To verify the equation, you can check it using Matlab or Mathematica. Personally, I’m a devoted Mathematica user. I entered the equation from above and solved it numerically. The results presents the photo below. There is time on x axis and angle on y axis. You can clearly see that the angle is growing linearly according to time. That’s what we needed. Implementing this equation in your code should provide correct results. You could even try animating it in Mathematica environment. Click the photo below to enlarge and see the details: bigger chart and command I used for evaluation.

Numerical solving of piston's Hamilton move equation

## Comment on Implicit Differential Equations

As you have already noticed, the move equation is not linear. The angle which you solve for is time dependent and implicitly called within trigonometric functions.
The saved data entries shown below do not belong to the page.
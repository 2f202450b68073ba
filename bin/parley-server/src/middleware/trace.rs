//! Per-request tracing middleware.
//!
//! Assigns each request an `x-request-id` (honouring a valid one supplied
//! by the caller), wraps the handler in a span carrying it, and logs the
//! status and latency on the way out.

use std::time::Instant;

use axum::body::Body;
use axum::extract::Request;
use axum::middleware::Next;
use axum::response::Response;
use tracing::{Instrument, info, info_span};
use uuid::Uuid;

pub static X_REQUEST_ID: &str = "x-request-id";

pub async fn trace_middleware(req: Request<Body>, next: Next) -> Response {
    let start = Instant::now();

    let request_id = req
        .headers()
        .get(X_REQUEST_ID)
        .and_then(|value| value.to_str().ok())
        .and_then(|value| Uuid::parse_str(value).ok())
        .unwrap_or_else(Uuid::new_v4);

    let method = req.method().clone();
    let path = req.uri().path().to_string();

    let span = info_span!(
        "http_request",
        request_id = %request_id,
        method = %method,
        path = %path,
    );

    async move {
        let mut response = next.run(req).await;

        if let Ok(value) = request_id.to_string().parse() {
            response.headers_mut().insert(X_REQUEST_ID, value);
        }

        info!(
            status = response.status().as_u16(),
            latency_ms = start.elapsed().as_millis(),
            "request finished"
        );

        response
    }
    .instrument(span)
    .await
}
//! Health / heartbeat endpoint.

use std::sync::Arc;

use axum::routing::get;
use axum::{Json, Router};
use serde_json::{Value, json};
use utoipa::OpenApi;

use crate::state::AppState;

#[derive(OpenApi)]
#[openapi(paths(get_health))]
pub struct HealthApi;

/// Register health-check routes.
pub fn router() -> Router<Arc<AppState>> {
    Router::new().route("/health", get(get_health))
}

/// Heartbeat endpoint for load-balancers and monitoring.
#[utoipa::path(
    get,
    path = "/health",
    tag = "health",
    responses(
        (status = 200, description = "Server is healthy", body = Value)
    )
)]
pub async fn get_health() -> Json<Value> {
    Json(json!({
        "status":  "ok",
        "version": env!("CARGO_PKG_VERSION"),
    }))
}

// ── Tests ──────────────────────────────────────────────────────────────────────

#[cfg(test)]
mod test {
    use super::*;

    #[tokio::test]
    async fn heartbeat_reports_ok_and_a_version() {
        let Json(body) = get_health().await;
        assert_eq!(body["status"], "ok");
        assert!(!body["version"].as_str().unwrap_or("").is_empty());
    }
}
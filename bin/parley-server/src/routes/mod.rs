//! Axum router construction.
//!
//! [`build`] assembles the complete application router:
//! - Middleware layers (CORS, per-request tracing)
//! - Optional Swagger UI / OpenAPI spec endpoint
//!   (disable with `PARLEY_ENABLE_SWAGGER=false`)
//! - Health / heartbeat route
//! - Chat and document endpoints

pub mod chat;
pub mod doc;
pub mod document;
pub mod health;

use std::sync::Arc;

use axum::Router;
use axum::middleware;
use tower::ServiceBuilder;
use utoipa_swagger_ui::SwaggerUi;

use crate::middleware::{cors, trace};
use crate::state::AppState;

/// Build the complete Axum [`Router`] for the application.
pub fn build(state: Arc<AppState>) -> Router {
    let mut app = Router::new()
        .merge(health::router())
        .merge(chat::router())
        .merge(document::router());

    // Enabled by default; disable in production deployments that should
    // not advertise their API surface.
    if state.config.enable_swagger {
        app = app.merge(SwaggerUi::new("/swagger-ui").url("/api-docs/openapi.json", doc::get_docs()));
    }

    app.layer(ServiceBuilder::new().layer(cors::cors_layer(state.clone())))
        .layer(middleware::from_fn(trace::trace_middleware))
        .with_state(state)
}
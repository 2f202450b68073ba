//! OpenAPI document aggregation.

use utoipa::OpenApi;

use crate::routes::{chat, document, health};

#[derive(OpenApi)]
#[openapi(info(
    title = "parley-server",
    description = "Chat and document-Q&A API backed by an OpenAI-compatible model",
    version = "0.1.0",
))]
pub struct ApiDoc;

pub fn get_docs() -> utoipa::openapi::OpenApi {
    let mut root = ApiDoc::openapi();
    root.merge(health::HealthApi::openapi());
    root.merge(chat::ChatApi::openapi());
    root.merge(document::DocumentApi::openapi());
    root
}
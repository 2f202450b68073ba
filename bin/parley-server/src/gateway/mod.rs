//! Model gateway: the narrow seam between HTTP handlers and the external
//! language-model backend.
//!
//! Handlers depend only on the [`ModelGateway`] trait so tests can
//! substitute a scripted double; [`openai::OpenAiGateway`] is the
//! production implementation.

pub mod openai;

use async_trait::async_trait;
use thiserror::Error;

/// Errors surfaced by a [`ModelGateway::complete`] round trip.
#[derive(Debug, Error)]
pub enum GatewayError {
    /// The request never completed (connect, TLS, timeout, decode).
    #[error("transport error: {0}")]
    Transport(#[from] reqwest::Error),

    /// The backend answered with a non-success status.
    #[error("backend returned {status}: {body}")]
    Backend { status: u16, body: String },

    /// The backend answered 2xx but no completion text was present.
    #[error("no completion in backend response")]
    EmptyCompletion,
}

/// A stateless facade over the external language-model API.
///
/// One prompt in, one completion out; no retry, no caching, no state
/// beyond the configured credential.
#[async_trait]
pub trait ModelGateway: Send + Sync {
    /// Send `prompt` to the backend and return its text reply.
    async fn complete(&self, prompt: &str) -> Result<String, GatewayError>;
}

#[cfg(test)]
pub(crate) mod testing {
    use std::sync::Mutex;

    use async_trait::async_trait;

    use super::{GatewayError, ModelGateway};

    /// Scripted gateway for handler tests: replies with a fixed string (or
    /// a fixed failure) and records every prompt it receives.
    pub struct ScriptedGateway {
        reply: Result<String, String>,
        pub prompts: Mutex<Vec<String>>,
    }

    impl ScriptedGateway {
        pub fn replying(reply: &str) -> Self {
            Self {
                reply: Ok(reply.to_owned()),
                prompts: Mutex::new(Vec::new()),
            }
        }

        pub fn failing(body: &str) -> Self {
            Self {
                reply: Err(body.to_owned()),
                prompts: Mutex::new(Vec::new()),
            }
        }
    }

    #[async_trait]
    impl ModelGateway for ScriptedGateway {
        async fn complete(&self, prompt: &str) -> Result<String, GatewayError> {
            self.prompts.lock().unwrap().push(prompt.to_owned());
            match &self.reply {
                Ok(text) => Ok(text.clone()),
                Err(body) => Err(GatewayError::Backend {
                    status: 500,
                    body: body.clone(),
                }),
            }
        }
    }
}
This makes solving this equation difficult. There is a widely-known and solved problem of analytical solution of pendulum movement. That’s astonishing how complicated analytical solution it has compared to its obviousness and similarly it’s with the pendulum problem. The substantial help comes from numerical methods which make it a bit easier.

## How I Solved this Equation in my Program?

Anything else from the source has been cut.